- What the exercise asks: Write out the listing below word for word.

- Data to use:
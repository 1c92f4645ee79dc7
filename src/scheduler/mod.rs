use std::sync::Arc;

use chrono::{DateTime, Datelike, Duration as ChronoDuration, Local, Timelike, Utc};
use log::{info, warn};
use tokio::{
    task::JoinHandle,
    time::{interval, Duration, MissedTickBehavior},
};
use tokio_util::sync::CancellationToken;

mod checks;
mod notifier;

pub use checks::{idle_nudge_allowed, status_check, StatusAction};
pub use notifier::{Alert, AlertKind, LogNotifier, Notifier};

use crate::config::TrackerConfig;
use crate::error::ApiError;
use crate::models::LogSource;
use crate::session::SessionController;

/// Periodic alarms over the session store. Stateless between firings: every
/// wake-up refetches the session through the controller (never the store
/// directly) and recomputes its decision from scratch. Any fetch failure is
/// logged and the cycle skipped; the loops themselves never die.
pub struct Scheduler {
    controller: SessionController,
    config: TrackerConfig,
    notifier: Arc<dyn Notifier>,
}

impl Scheduler {
    pub fn new(
        controller: SessionController,
        config: TrackerConfig,
        notifier: Arc<dyn Notifier>,
    ) -> Self {
        Self {
            controller,
            config,
            notifier,
        }
    }

    /// Spawns all alarm loops. Each runs on its own timer with no mutual
    /// exclusion; overlapping firings are tolerated because every cycle
    /// re-reads state and a repeated auto-stop simply finds no open session.
    pub fn spawn(self: Arc<Self>, cancel: CancellationToken) -> Vec<JoinHandle<()>> {
        let mut handles = Vec::new();

        {
            let scheduler = self.clone();
            let cancel = cancel.clone();
            handles.push(tokio::spawn(async move {
                scheduler.status_check_loop(cancel).await;
            }));
        }

        {
            let scheduler = self.clone();
            let cancel = cancel.clone();
            handles.push(tokio::spawn(async move {
                scheduler.idle_nudge_loop(cancel).await;
            }));
        }

        {
            let scheduler = self.clone();
            let cancel = cancel.clone();
            handles.push(tokio::spawn(async move {
                let hour = scheduler.config.planning_alert_hour;
                scheduler
                    .daily_loop("planning_alert", hour, cancel, Alert::planning_alert)
                    .await;
            }));
        }

        {
            let scheduler = self;
            handles.push(tokio::spawn(async move {
                let hour = scheduler.config.morning_rule_hour;
                scheduler
                    .daily_loop("morning_rule", hour, cancel, Alert::morning_rule)
                    .await;
            }));
        }

        handles
    }

    async fn status_check_loop(&self, cancel: CancellationToken) {
        let mut ticker = interval(Duration::from_secs(self.config.status_check_secs));
        ticker.set_missed_tick_behavior(MissedTickBehavior::Delay);
        // The first tick of a tokio interval completes immediately.
        ticker.tick().await;

        info!(
            "status_check alarm armed (every {}s)",
            self.config.status_check_secs
        );
        loop {
            tokio::select! {
                _ = ticker.tick() => self.status_check_cycle().await,
                _ = cancel.cancelled() => {
                    info!("status_check alarm shutting down");
                    break;
                }
            }
        }
    }

    async fn idle_nudge_loop(&self, cancel: CancellationToken) {
        let mut ticker = interval(Duration::from_secs(self.config.idle_nudge_secs));
        ticker.set_missed_tick_behavior(MissedTickBehavior::Delay);
        ticker.tick().await;

        info!(
            "idle_nudge alarm armed (every {}s)",
            self.config.idle_nudge_secs
        );
        loop {
            tokio::select! {
                _ = ticker.tick() => self.idle_nudge_cycle().await,
                _ = cancel.cancelled() => {
                    info!("idle_nudge alarm shutting down");
                    break;
                }
            }
        }
    }

    async fn daily_loop(
        &self,
        name: &str,
        hour: u32,
        cancel: CancellationToken,
        alert: fn(&str) -> Alert,
    ) {
        info!("{name} alarm armed (daily at {hour:02}:00 local)");
        loop {
            let wait = until_next_local_hour(Local::now(), hour);
            tokio::select! {
                _ = tokio::time::sleep(wait) => {
                    self.notifier.notify(alert(&self.config.dashboard_url));
                }
                _ = cancel.cancelled() => {
                    info!("{name} alarm shutting down");
                    break;
                }
            }
        }
    }

    /// One status-check poll: enforce the safety ceiling, then the break and
    /// focus crossings.
    pub async fn status_check_cycle(&self) {
        let session = match self.controller.get_open().await {
            Ok(session) => session,
            Err(err) => {
                warn!("status_check: session fetch failed, skipping cycle: {err}");
                return;
            }
        };

        for action in status_check(session.as_ref(), Utc::now(), &self.config) {
            match action {
                StatusAction::AutoStop => self.auto_stop().await,
                StatusAction::BreakCheckIn { minutes } => self
                    .notifier
                    .notify(Alert::break_check_in(minutes, &self.config.dashboard_url)),
                StatusAction::FocusMilestone { minutes } => self
                    .notifier
                    .notify(Alert::focus_milestone(minutes, &self.config.dashboard_url)),
            }
        }
    }

    async fn auto_stop(&self) {
        match self.controller.stop(LogSource::SafetyCheck).await {
            Ok(summary) => {
                warn!(
                    "Safety check force-stopped session {} after {}s",
                    summary.session.id,
                    summary.session.raw_elapsed_seconds(Utc::now())
                );
                self.notifier.notify(Alert::session_auto_stopped(
                    &summary.session.task_name,
                    &self.config.dashboard_url,
                ));
            }
            // Raced with a user stop or an overlapping firing: nothing open.
            Err(ApiError::NotFound(_)) => {}
            Err(err) => warn!("status_check: auto-stop failed: {err}"),
        }
    }

    /// One inactivity poll: nudge when nothing is tracked during waking
    /// hours, withdraw the nudge once tracking resumes.
    pub async fn idle_nudge_cycle(&self) {
        let now = Local::now();
        if !idle_nudge_allowed(now.hour(), now.weekday(), &self.config) {
            return;
        }

        match self.controller.get_active().await {
            Ok(None) => self
                .notifier
                .notify(Alert::idle_nudge(&self.config.dashboard_url)),
            Ok(Some(_)) => self.notifier.clear(AlertKind::IdleNudge),
            Err(err) => warn!("idle_nudge: session fetch failed, skipping cycle: {err}"),
        }
    }
}

/// Time until the next local occurrence of `hour:00`. Recomputed after every
/// firing rather than assuming 24-hour periods, so DST shifts stay correct.
fn until_next_local_hour(now: DateTime<Local>, hour: u32) -> Duration {
    let mut target_day = now.date_naive();
    loop {
        if let Some(target) = target_day
            .and_hms_opt(hour, 0, 0)
            .and_then(|naive| naive.and_local_timezone(Local).earliest())
        {
            if target > now {
                let wait = (target - now).to_std().unwrap_or_default();
                return wait;
            }
        }
        target_day += ChronoDuration::days(1);
    }
}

- Solution to this problem:
repository 1c92f4645ee79dc7
filename src/scheduler/mod.rs
use std::sync::Arc;

use chrono::{DateTime, Datelike, Duration as ChronoDuration, Local, Timelike, Utc};
use log::{info, warn};
use tokio::{
    task::JoinHandle,
    time::{interval, Duration, MissedTickBehavior},
};
use tokio_util::sync::CancellationToken;

mod checks;
mod notifier;

pub use checks::{idle_nudge_allowed, status_check, StatusAction};
pub use notifier::{Alert, AlertKind, LogNotifier, Notifier};

use crate::config::TrackerConfig;
use crate::error::ApiError;
use crate::models::LogSource;
use crate::session::SessionController;

/// Periodic alarms over the session store. Stateless between firings: every
/// wake-up refetches the session through the controller (never the store
/// directly) and recomputes its decision from scratch. Any fetch failure is
/// logged and the cycle skipped; the loops themselves never die.
pub struct Scheduler {
    controller: SessionController,
    config: TrackerConfig,
    notifier: Arc<dyn Notifier>,
}

impl Scheduler {
    pub fn new(
        controller: SessionController,
        config: TrackerConfig,
        notifier: Arc<dyn Notifier>,
    ) -> Self {
        Self {
            controller,
            config,
            notifier,
        }
    }

    /// Spawns all alarm loops. Each runs on its own timer with no mutual
    /// exclusion; overlapping firings are tolerated because every cycle
    /// re-reads state and a repeated auto-stop simply finds no open session.
    pub fn spawn(self: Arc<Self>, cancel: CancellationToken) -> Vec<JoinHandle<()>> {
        let mut handles = Vec::new();

        {
            let scheduler = self.clone();
            let cancel = cancel.clone();
            handles.push(tokio::spawn(async move {
                scheduler.status_check_loop(cancel).await;
            }));
        }

        {
            let scheduler = self.clone();
            let cancel = cancel.clone();
            handles.push(tokio::spawn(async move {
                scheduler.idle_nudge_loop(cancel).await;
            }));
        }

        {
            let scheduler = self.clone();
            let cancel = cancel.clone();
            handles.push(tokio::spawn(async move {
                let hour = scheduler.config.planning_alert_hour;
                scheduler
                    .daily_loop("planning_alert", hour, cancel, Alert::planning_alert)
                    .await;
            }));
        }

        {
            let scheduler = self;
            handles.push(tokio::spawn(async move {
                let hour = scheduler.config.morning_rule_hour;
                scheduler
                    .daily_loop("morning_rule", hour, cancel, Alert::morning_rule)
                    .await;
            }));
        }

        handles
    }

    async fn status_check_loop(&self, cancel: CancellationToken) {
        let mut ticker = interval(Duration::from_secs(self.config.status_check_secs));
        ticker.set_missed_tick_behavior(MissedTickBehavior::Delay);
        // The first tick of a tokio interval completes immediately.
        ticker.tick().await;

        info!(
            "status_check alarm armed (every {}s)",
            self.config.status_check_secs
        );
        loop {
            tokio::select! {
                _ = ticker.tick() => self.status_check_cycle().await,
                _ = cancel.cancelled() => {
                    info!("status_check alarm shutting down");
                    break;
                }
            }
        }
    }

    async fn idle_nudge_loop(&self, cancel: CancellationToken) {
        let mut ticker = interval(Duration::from_secs(self.config.idle_nudge_secs));
        ticker.set_missed_tick_behavior(MissedTickBehavior::Delay);
        ticker.tick().await;

        info!(
            "idle_nudge alarm armed (every {}s)",
            self.config.idle_nudge_secs
        );
        loop {
            tokio::select! {
                _ = ticker.tick() => self.idle_nudge_cycle().await,
                _ = cancel.cancelled() => {
                    info!("idle_nudge alarm shutting down");
                    break;
                }
            }
        }
    }

    async fn daily_loop(
        &self,
        name: &str,
        hour: u32,
        cancel: CancellationToken,
        alert: fn(&str) -> Alert,
    ) {
        info!("{name} alarm armed (daily at {hour:02}:00 local)");
        loop {
            let wait = until_next_local_hour(Local::now(), hour);
            tokio::select! {
                _ = tokio::time::sleep(wait) => {
                    self.notifier.notify(alert(&self.config.dashboard_url));
                }
                _ = cancel.cancelled() => {
                    info!("{name} alarm shutting down");
                    break;
                }
            }
        }
    }

    /// One status-check poll: enforce the safety ceiling, then the break and
    /// focus crossings.
    pub async fn status_check_cycle(&self) {
        let session = match self.controller.get_open().await {
            Ok(session) => session,
            Err(err) => {
                warn!("status_check: session fetch failed, skipping cycle: {err}");
                return;
            }
        };

        for action in status_check(session.as_ref(), Utc::now(), &self.config) {
            match action {
                StatusAction::AutoStop => self.auto_stop().await,
                StatusAction::BreakCheckIn { minutes } => self
                    .notifier
                    .notify(Alert::break_check_in(minutes, &self.config.dashboard_url)),
                StatusAction::FocusMilestone { minutes } => self
                    .notifier
                    .notify(Alert::focus_milestone(minutes, &self.config.dashboard_url)),
            }
        }
    }

    async fn auto_stop(&self) {
        match self.controller.stop(LogSource::SafetyCheck).await {
            Ok(summary) => {
                warn!(
                    "Safety check force-stopped session {} after {}s",
                    summary.session.id,
                    summary.session.raw_elapsed_seconds(Utc::now())
                );
                self.notifier.notify(Alert::session_auto_stopped(
                    &summary.session.task_name,
                    &self.config.dashboard_url,
                ));
            }
            // Raced with a user stop or an overlapping firing: nothing open.
            Err(ApiError::NotFound(_)) => {}
            Err(err) => warn!("status_check: auto-stop failed: {err}"),
        }
    }

    /// One inactivity poll: nudge when nothing is tracked during waking
    /// hours, withdraw the nudge once tracking resumes.
    pub async fn idle_nudge_cycle(&self) {
        let now = Local::now();
        if !idle_nudge_allowed(now.hour(), now.weekday(), &self.config) {
            return;
        }

        match self.controller.get_active().await {
            Ok(None) => self
                .notifier
                .notify(Alert::idle_nudge(&self.config.dashboard_url)),
            Ok(Some(_)) => self.notifier.clear(AlertKind::IdleNudge),
            Err(err) => warn!("idle_nudge: session fetch failed, skipping cycle: {err}"),
        }
    }
}

/// Time until the next local occurrence of `hour:00`. Recomputed after every
/// firing rather than assuming 24-hour periods, so DST shifts stay correct.
fn until_next_local_hour(now: DateTime<Local>, hour: u32) -> Duration {
    let mut target_day = now.date_naive();
    loop {
        if let Some(target) = target_day
            .and_hms_opt(hour, 0, 0)
            .and_then(|naive| naive.and_local_timezone(Local).earliest())
        {
            if target > now {
                let wait = (target - now).to_std().unwrap_or_default();
                return wait;
            }
        }
        target_day += ChronoDuration::days(1);
    }
}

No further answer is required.